Sometimes the sin isn’t in what I did but rather in what I didn’t do.

If I don’t plant a seed, it can’t grow. And if that seed that doesn’t get watered and fed it dies.
In the gospel today, the apostles ask: "Explain to us the parable of the weeds in the field." He said in reply, "He who sows good seed is the Son of Man, the field is the world, the good seed the children of the Kingdom. The weeds are the children of the Evil One, and the enemy who sows them is the Devil. The harvest is the end of the age, and the harvesters are angels. Just as weeds are collected and burned up with fire, so will it be at the end of the age. The Son of Man will send his angels, and they will collect out of his Kingdom all who cause others to sin and all evildoers. They will throw them into the fiery furnace, where there will be wailing and grinding of teeth. Then the righteous will shine like the sun in the Kingdom of their Father. Whoever has ears ought to hear." Mt 13:36-43)

We have been given ears to hear God’s message and as humans we have been given the choice to plant for God, or to plant for the devil. It is our choice: when and what to plant, to nurture and how to nurture others (especially young plants/children), and how and with what we fertilize ourselves and each other.
If I plant nothing and do nothing, nothing will happen.

If I plant weeds through sin in the garden of my life, they are sure to grow. By sinning I am telling others it is “okay to sin”. By spreading lies like: “If she/he can do it, so can I” or “Everybody else is doing it” of “if no one knows I did or did not do it, it won’t hurt anyone” and “it only affects me” I grow these lies and allow God’s truths to be uprooted. This is especially true in the examples I set for my children—right or wrong.
If my choice is to miss a meal, a week of meals, a month of meals I will go hungry, I may even starve and die. And if I don’t feed my family they will starve and die with me. Where am I getting my fertilizer; and how am I spreading it?

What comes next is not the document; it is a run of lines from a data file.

//! Gaussian-process spatial regression
//!
//! Interpolates positioned wind samples onto a lat/lon grid. Direction is
//! regressed through its sin and cos components and reconstructed with
//! `atan2`, speed is regressed directly. The kernel is
//!
//! ```text
//! k(x, x') = exp(-|x - x'|² / (2 ℓ²)) + δ(x, x') · σ²_noise / w
//! ```
//!
//! on standardised targets, with distances in local kilometres and `w` the
//! temporal weight of each sample. All three regressions share one kernel
//! matrix, so it is factorised once.

use nalgebra::{DMatrix, DVector};
use ndarray::Array2;
use serde::{Deserialize, Serialize};

use windfield_common::{GeoPosition, SpatialConfig};

use crate::circular::{direction_from_components, mean_and_std};
use crate::error::FitError;
use crate::integrator::{direction_uncertainty, speed_uncertainty};

/// Targets whose spread is below this are treated as having this spread.
const TARGET_STD_FLOOR: f64 = 1e-3;

/// Sample weights are floored here before dividing the noise term.
const MIN_SAMPLE_WEIGHT: f64 = 0.1;

/// Confidence assigned to a cell with no predictive uncertainty.
pub const MAX_CELL_CONFIDENCE: f64 = 0.8;

/// Confidence never reported below this.
pub const MIN_CELL_CONFIDENCE: f64 = 0.1;

/// One positioned wind sample, already projected to the requested instant.
#[derive(Debug, Clone, Copy, PartialEq, Serialize, Deserialize)]
pub struct SpatialSample {
    /// Where the wind was estimated
    pub position: GeoPosition,
    /// Direction (degrees)
    pub direction: f64,
    /// Speed (knots)
    pub speed: f64,
    /// Temporal relevance weight in (0, 1]
    pub weight: f64,
}

/// Per-cell output of an interpolator, shaped like the query grid.
#[derive(Debug, Clone, PartialEq)]
pub struct InterpolatedField {
    /// Direction per cell (degrees, [0, 360))
    pub direction: Array2<f64>,
    /// Speed per cell (knots, ≥ 0)
    pub speed: Array2<f64>,
    /// Confidence per cell ([0.1, 0.8])
    pub confidence: Array2<f64>,
}

/// Capability to interpolate positioned samples onto a grid.
///
/// The engine delegates to an implementation of this trait; a failed fit is
/// returned as an error and the caller keeps its uniform field.
pub trait SpatialInterpolator: std::fmt::Debug {
    /// Interpolates `samples` at every cell of `lat_grid`/`lon_grid`.
    fn interpolate(
        &self,
        samples: &[SpatialSample],
        lat_grid: &Array2<f64>,
        lon_grid: &Array2<f64>,
    ) -> Result<InterpolatedField, FitError>;
}

/// Gaussian-process regression with a squared-exponential spatial kernel and
/// a per-sample observation-noise term.
#[derive(Debug, Clone, PartialEq)]
pub struct GaussianProcessInterpolator {
    /// Kernel length scale (km)
    pub length_scale_km: f64,
    /// Observation-noise variance on standardised targets
    pub noise_variance: f64,
    /// Minimum number of samples to fit
    pub min_samples: usize,
    /// Minimum largest pairwise sample distance (km)
    pub min_spread_km: f64,
}

impl Default for GaussianProcessInterpolator {
    fn default() -> Self {
        Self::from_config(&SpatialConfig::default())
    }
}

impl GaussianProcessInterpolator {
    /// Creates an interpolator from the spatial configuration
    pub fn from_config(config: &SpatialConfig) -> Self {
        Self {
            length_scale_km: config.length_scale_km,
            noise_variance: config.noise_variance,
            min_samples: config.min_positioned_samples,
            min_spread_km: config.min_sample_spread_km,
        }
    }

    fn kernel(&self, a: (f64, f64), b: (f64, f64)) -> f64 {
        let d2 = (a.0 - b.0).powi(2) + (a.1 - b.1).powi(2);
        (-d2 / (2.0 * self.length_scale_km.powi(2))).exp()
    }

    fn validate(&self, samples: &[SpatialSample]) -> Result<(), FitError> {
        let required = self.min_samples.max(1);
        if samples.len() < required {
            return Err(FitError::TooFewSamples {
                required,
                available: samples.len(),
            });
        }
        for (index, s) in samples.iter().enumerate() {
            let finite = s.position.is_finite()
                && s.direction.is_finite()
                && s.speed.is_finite()
                && s.weight.is_finite();
            if !finite {
                return Err(FitError::NonFiniteSample { index });
            }
        }
        Ok(())
    }
}

/// Standardised copy of `values` plus the mean and scale used.
fn standardise(values: &[f64]) -> (DVector<f64>, f64, f64) {
    let (mean, std) = mean_and_std(values).unwrap_or((0.0, 1.0));
    let scale = std.max(TARGET_STD_FLOOR);
    let v = DVector::from_iterator(values.len(), values.iter().map(|x| (x - mean) / scale));
    (v, mean, scale)
}

impl SpatialInterpolator for GaussianProcessInterpolator {
    fn interpolate(
        &self,
        samples: &[SpatialSample],
        lat_grid: &Array2<f64>,
        lon_grid: &Array2<f64>,
    ) -> Result<InterpolatedField, FitError> {
        self.validate(samples)?;
        let n = samples.len();

        let n_f = n as f64;
        let origin = GeoPosition::new(
            samples.iter().map(|s| s.position.lat).sum::<f64>() / n_f,
            samples.iter().map(|s| s.position.lon).sum::<f64>() / n_f,
        );
        let xs: Vec<(f64, f64)> = samples.iter().map(|s| s.position.to_local_km(&origin)).collect();

        let mut spread_km: f64 = 0.0;
        for (i, a) in samples.iter().enumerate() {
            for b in &samples[i + 1..] {
                spread_km = spread_km.max(a.position.distance_km(&b.position));
            }
        }
        if spread_km < self.min_spread_km {
            return Err(FitError::DegenerateGeometry {
                spread_km,
                min_spread_km: self.min_spread_km,
            });
        }

        let k = DMatrix::from_fn(n, n, |i, j| {
            let noise = if i == j {
                self.noise_variance / samples[i].weight.max(MIN_SAMPLE_WEIGHT)
            } else {
                0.0
            };
            self.kernel(xs[i], xs[j]) + noise
        });
        let chol = k
            .cholesky()
            .ok_or(FitError::NotPositiveDefinite { samples: n })?;

        let sin: Vec<f64> = samples.iter().map(|s| s.direction.to_radians().sin()).collect();
        let cos: Vec<f64> = samples.iter().map(|s| s.direction.to_radians().cos()).collect();
        let speed: Vec<f64> = samples.iter().map(|s| s.speed).collect();
        let (sin_y, sin_mean, sin_scale) = standardise(&sin);
        let (cos_y, cos_mean, cos_scale) = standardise(&cos);
        let (speed_y, speed_mean, speed_scale) = standardise(&speed);
        let sin_alpha = chol.solve(&sin_y);
        let cos_alpha = chol.solve(&cos_y);
        let speed_alpha = chol.solve(&speed_y);

        // Cross-covariance between samples (rows) and grid cells (columns)
        let cells: Vec<(f64, f64)> = lat_grid
            .iter()
            .zip(lon_grid.iter())
            .map(|(&lat, &lon)| GeoPosition::new(lat, lon).to_local_km(&origin))
            .collect();
        let m = cells.len();
        let k_star = DMatrix::from_fn(n, m, |i, j| self.kernel(xs[i], cells[j]));
        let v = chol
            .l()
            .solve_lower_triangular(&k_star)
            .ok_or(FitError::NotPositiveDefinite { samples: n })?;

        let sin_pred = k_star.tr_mul(&sin_alpha);
        let cos_pred = k_star.tr_mul(&cos_alpha);
        let speed_pred = k_star.tr_mul(&speed_alpha);

        let mut direction = Vec::with_capacity(m);
        let mut speed_out = Vec::with_capacity(m);
        let mut confidence = Vec::with_capacity(m);
        for j in 0..m {
            let latent_std = (1.0 - v.column(j).norm_squared()).max(0.0).sqrt();

            let s = sin_pred[j] * sin_scale + sin_mean;
            let c = cos_pred[j] * cos_scale + cos_mean;
            let spd = (speed_pred[j] * speed_scale + speed_mean).max(0.0);

            let resultant = s.hypot(c);
            let dir_uncertainty = if resultant > 1e-6 {
                let component_std = latent_std * sin_scale.hypot(cos_scale);
                direction_uncertainty((component_std / resultant).to_degrees())
            } else {
                1.0
            };
            let spd_uncertainty = speed_uncertainty(latent_std * speed_scale, spd);

            direction.push(direction_from_components(s, c));
            speed_out.push(spd);
            confidence.push(
                (MAX_CELL_CONFIDENCE - 0.4 * dir_uncertainty - 0.4 * spd_uncertainty)
                    .max(MIN_CELL_CONFIDENCE),
            );
        }

        let shape = lat_grid.dim();
        let ncols = shape.1;
        let to_grid = |values: &[f64]| Array2::from_shape_fn(shape, |(r, col)| values[r * ncols + col]);
        Ok(InterpolatedField {
            direction: to_grid(&direction),
            speed: to_grid(&speed_out),
            confidence: to_grid(&confidence),
        })
    }
}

Jesus told us “I am the bread of life.” John 6:35 He provides the food which will sustain us for eternity if we eat at His Eucharistic table. 
God always seems to provide us food when we need it the most. He fed Moses and his people as they wandered in the desert by providing them with quail and manna. And when Jesus was teaching in Galilee he fed the five thousand present by multiplying the loaves. Jn 6: 1-15

God says to pray: “Give us this day, our DAILY bread.” He provides for us daily in scripture, prayer and with daily Eucharist at Mass. The more healthy food of Christ’s I eat, the more healthy I grow in Spirit!
But if I choose to miss a meal, a week of meals, a month of meals, I will starve just as if I missed eating that many breakfasts, lunches and dinners. Just as I won’t survive without eating human food daily; I can’t survive without choosing to eat the heavenly food He has provided. I will starve for His grace.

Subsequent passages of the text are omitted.